Ils roulèrent ensemble sur le sol, Logan frappant de ses deux mains réunies, ruant des pieds, cognant des genoux. Caroline s’approcha. L’homme au couteau redressa soudain le torse au-dessus de la mêlée, le bras levé haut.
Caroline appuya sur la détente. Une fois. Deux fois. Trois fois.
Elle ferma les yeux, assourdie par le bruit, le corps tétanisé. Près d’elle, Logan, haletant, coupa ses liens avec l’arme qu’il venait de ramasser. Quand il se leva et lui prit le pistolet, elle comprit qu’il était parvenu à se libérer les mains.
Le temps de rouvrir et de refermer les yeux, elle aperçut celui qu’elle venait de tuer, tombé à la renverse, défiguré. A tâtons, elle alla s’appuyer au rocher qui lui avait servi de rempart, et laissa son estomac se vider.

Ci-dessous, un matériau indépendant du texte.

use crate::domain::{Member, value_objects::MemberId};
use crate::ports::member_store::{MemberStore as MemberStoreTrait, Result};
use std::collections::BTreeMap;
use std::sync::{Mutex, MutexGuard, PoisonError};

/// In-memory implementation of MemberStore
///
/// Members are keyed by id and handed out as owned clones,
/// so callers never alias the stored instance. A poisoned lock is
/// recovered; every write replaces a whole entry.
pub struct MemberStore {
    members: Mutex<BTreeMap<MemberId, Member>>,
}

impl MemberStore {
    pub fn new() -> Self {
        Self {
            members: Mutex::new(BTreeMap::new()),
        }
    }

    /// Build a store pre-populated with the given members
    pub fn with_members(members: impl IntoIterator<Item = Member>) -> Self {
        let store = Self::new();
        for member in members {
            store.add_member(member);
        }
        store
    }

    /// Add or replace a member (stands in for creation in the external store)
    pub fn add_member(&self, member: Member) {
        self.lock().insert(member.id, member);
    }

    /// Snapshot of all stored members ordered by id
    pub fn members(&self) -> Vec<Member> {
        self.lock().values().cloned().collect()
    }

    fn lock(&self) -> MutexGuard<'_, BTreeMap<MemberId, Member>> {
        self.members.lock().unwrap_or_else(PoisonError::into_inner)
    }
}

impl Default for MemberStore {
    fn default() -> Self {
        Self::new()
    }
}

impl MemberStoreTrait for MemberStore {
    fn get_by_id(&self, member_id: MemberId) -> Result<Option<Member>> {
        Ok(self.lock().get(&member_id).cloned())
    }

    fn get_all(&self) -> Result<Vec<Member>> {
        Ok(self.lock().values().cloned().collect())
    }

    /// Last write wins; updating an unknown id is a persistence failure
    fn update(&self, member: Member) -> Result<()> {
        let mut members = self.lock();
        match members.get_mut(&member.id) {
            Some(stored) => {
                *stored = member;
                Ok(())
            }
            None => Err(format!("member {} does not exist in store", member.id).into()),
        }
    }
}
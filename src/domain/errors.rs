/// サブスクリプション更新のエラー
#[derive(Debug, Clone, PartialEq, Eq)]
pub enum RenewSubscriptionError {
    /// 終了日が表現可能な日時の範囲を超える
    InvalidRenewalPeriod { days: i64 },
}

Quand ce fut terminé, Logan vint la prendre par la main.
— Rentrons au campement.
— Il est mort, balbutia-t-elle. Je l’ai tué. J’ai tué un homme.

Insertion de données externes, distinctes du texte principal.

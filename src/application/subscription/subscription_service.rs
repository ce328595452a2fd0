use crate::domain::{
    self, DomainEvent, Member, RenewSubscriptionError, commands::RenewSubscription,
};
use crate::ports::*;
use chrono::Utc;
use std::sync::Arc;

use super::errors::{Result, SubscriptionApplicationError};

/// サービスの依存関係
///
/// 関数型DDDの原則に従い、データ構造として定義。
/// 振る舞いは持たず、各ユースケース関数に明示的に渡す。
#[derive(Clone)]
pub struct ServiceDependencies {
    pub member_store: Arc<dyn MemberStore>,
    pub payment_verifier: Arc<dyn PaymentVerifier>,
    pub notifier: Arc<dyn Notifier>,
}

/// 変更済みの会員を保存し、イベントに対応する通知を送るヘルパー関数
///
/// renew_subscription と deactivate_expired_members で共通利用される。
/// 保存に失敗した場合は通知しない。
pub(super) fn persist_and_notify(
    deps: &ServiceDependencies,
    member: Member,
    event: &DomainEvent,
) -> Result<()> {
    deps.member_store
        .update(member)
        .map_err(SubscriptionApplicationError::MemberStoreError)?;

    deps.notifier
        .send_notification(event.notification_message(), event.member_id())
        .map_err(SubscriptionApplicationError::NotifierError)?;

    Ok(())
}

/// サブスクリプションを更新する
///
/// ビジネスルール：
/// - 会員が存在すること（存在しなければ MemberNotFound、支払検証は行わない）
/// - 支払が検証されること（拒否なら false を返し、何も変更しない）
/// - 終了日は現在時刻 + days、状態は以前の値にかかわらず有効
///
/// 金額と日数の符号は検証しない。金額の妥当性は PaymentVerifier の責務。
///
/// # 戻り値
/// 更新した場合は true、支払が拒否された場合は false
///
/// # エラー
/// - MemberNotFound: 会員が存在しない
/// - InvalidRenewalPeriod: 終了日が日時の表現範囲外（支払検証後でも保存・通知しない）
/// - MemberStoreError / PaymentVerifierError / NotifierError: 依存先の障害（再試行なし）
pub fn renew_subscription(deps: &ServiceDependencies, cmd: RenewSubscription) -> Result<bool> {
    // 1. 会員の取得
    let member = deps
        .member_store
        .get_by_id(cmd.member_id)
        .map_err(SubscriptionApplicationError::MemberStoreError)?
        .ok_or_else(|| {
            tracing::warn!(
                member_id = cmd.member_id.value(),
                "renewal requested for unknown member"
            );
            SubscriptionApplicationError::MemberNotFound
        })?;

    // 2. 支払の検証
    let payment_verified = deps
        .payment_verifier
        .verify_payment(cmd.member_id, cmd.payment_amount)
        .map_err(SubscriptionApplicationError::PaymentVerifierError)?;

    if !payment_verified {
        tracing::debug!(
            member_id = cmd.member_id.value(),
            amount = %cmd.payment_amount,
            "payment declined, subscription not renewed"
        );
        return Ok(false);
    }

    // 3. ドメイン層の純粋関数を呼び出し
    let (renewed, event) = domain::member::renew_subscription(member, Utc::now(), cmd.days)
        .map_err(|e| match e {
            RenewSubscriptionError::InvalidRenewalPeriod { days } => {
                tracing::warn!(
                    member_id = cmd.member_id.value(),
                    days,
                    "renewal period out of range, subscription not renewed"
                );
                SubscriptionApplicationError::InvalidRenewalPeriod { days }
            }
        })?;

    tracing::info!(
        member_id = event.member_id.value(),
        subscription_end = %event.subscription_end,
        was_active = event.was_active,
        "subscription renewed"
    );

    // 4. 保存と通知
    persist_and_notify(deps, renewed, &DomainEvent::from(event))?;

    Ok(true)
}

— Tu ne t’es pas trompée de cible, au moins ?
Malgré son désarroi, Caroline apprécia le fait que Logan tente de l’apaiser avec son humour. Mais elle n’eut pas la force de sourire. Elle venait de tuer un homme.
— Rentrons au campement, répéta Logan en la prenant par la taille. Je me baignerais bien, moi aussi.

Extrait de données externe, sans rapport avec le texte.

use chrono::{DateTime, Utc};
use serde::{Deserialize, Serialize};

use super::MemberId;

/// 更新通知の固定メッセージ
pub const SUBSCRIPTION_RENEWED_MESSAGE: &str = "Subscription renewed!";

/// 失効通知の固定メッセージ
pub const MEMBERSHIP_EXPIRED_MESSAGE: &str = "Membership expired";

/// イベント：サブスクリプションが更新された
#[derive(Debug, Clone, PartialEq, Eq, Serialize, Deserialize)]
pub struct SubscriptionRenewed {
    pub member_id: MemberId,
    pub subscription_end: DateTime<Utc>,
    pub renewed_at: DateTime<Utc>,
    /// 更新前に既に有効だったか（active -> active 遷移）
    pub was_active: bool,
}

/// イベント：会員資格が失効した
#[derive(Debug, Clone, PartialEq, Eq, Serialize, Deserialize)]
pub struct MembershipExpired {
    pub member_id: MemberId,
    pub subscription_end: Option<DateTime<Utc>>,
    pub expired_at: DateTime<Utc>,
    /// 失効前に有効だったか（false なら inactive -> inactive 遷移）
    pub was_active: bool,
}

/// ドメインイベント統合型
#[derive(Debug, Clone, PartialEq, Eq, Serialize, Deserialize)]
pub enum DomainEvent {
    SubscriptionRenewed(SubscriptionRenewed),
    MembershipExpired(MembershipExpired),
}

impl DomainEvent {
    pub fn member_id(&self) -> MemberId {
        match self {
            DomainEvent::SubscriptionRenewed(e) => e.member_id,
            DomainEvent::MembershipExpired(e) => e.member_id,
        }
    }

    /// 会員に送る通知メッセージ
    pub fn notification_message(&self) -> &'static str {
        match self {
            DomainEvent::SubscriptionRenewed(_) => SUBSCRIPTION_RENEWED_MESSAGE,
            DomainEvent::MembershipExpired(_) => MEMBERSHIP_EXPIRED_MESSAGE,
        }
    }
}

impl From<SubscriptionRenewed> for DomainEvent {
    fn from(event: SubscriptionRenewed) -> Self {
        DomainEvent::SubscriptionRenewed(event)
    }
}

impl From<MembershipExpired> for DomainEvent {
    fn from(event: MembershipExpired) -> Self {
        DomainEvent::MembershipExpired(event)
    }
}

Caroline se laissa emmener, sans rien voir autour d’elle. Il lui était difficile de prendre clairement conscience de ce qui venait d’avoir lieu. A mi-parcours, elle se mit à trembler si violemment qu’elle serait tombée s’il ne l’avait pas retenue. Elle ne cessait de revivre l’instant où la détente avait cédé sous la pression de son doigt, déclenchant le tonnerre de la détonation, donnant la mort.
— Je voudrais m’asseoir un moment, soupira-t-elle.
Au lieu de cela, Logan la souleva du sol et la porta jusqu’au bord de la source, où le feu de camp brûlait encore. Quand elle se mit à pleurer, il la berça en lui murmurant à l’oreille des mots tendres, jusqu’à ce qu’elle sombre dans le sommeil.
***
Logan aurait voulu rester près d’elle, mais il lui fallait bien aller mettre en terre le pauvre homme que son meurtrier avait appelé « Prêcheur ». Et puis il se trouvait dans un tel état de nerfs, en proie à une si violente colère, qu’il serait bien incapable de trouver le sommeil. L’exercice physique lui ferait du bien.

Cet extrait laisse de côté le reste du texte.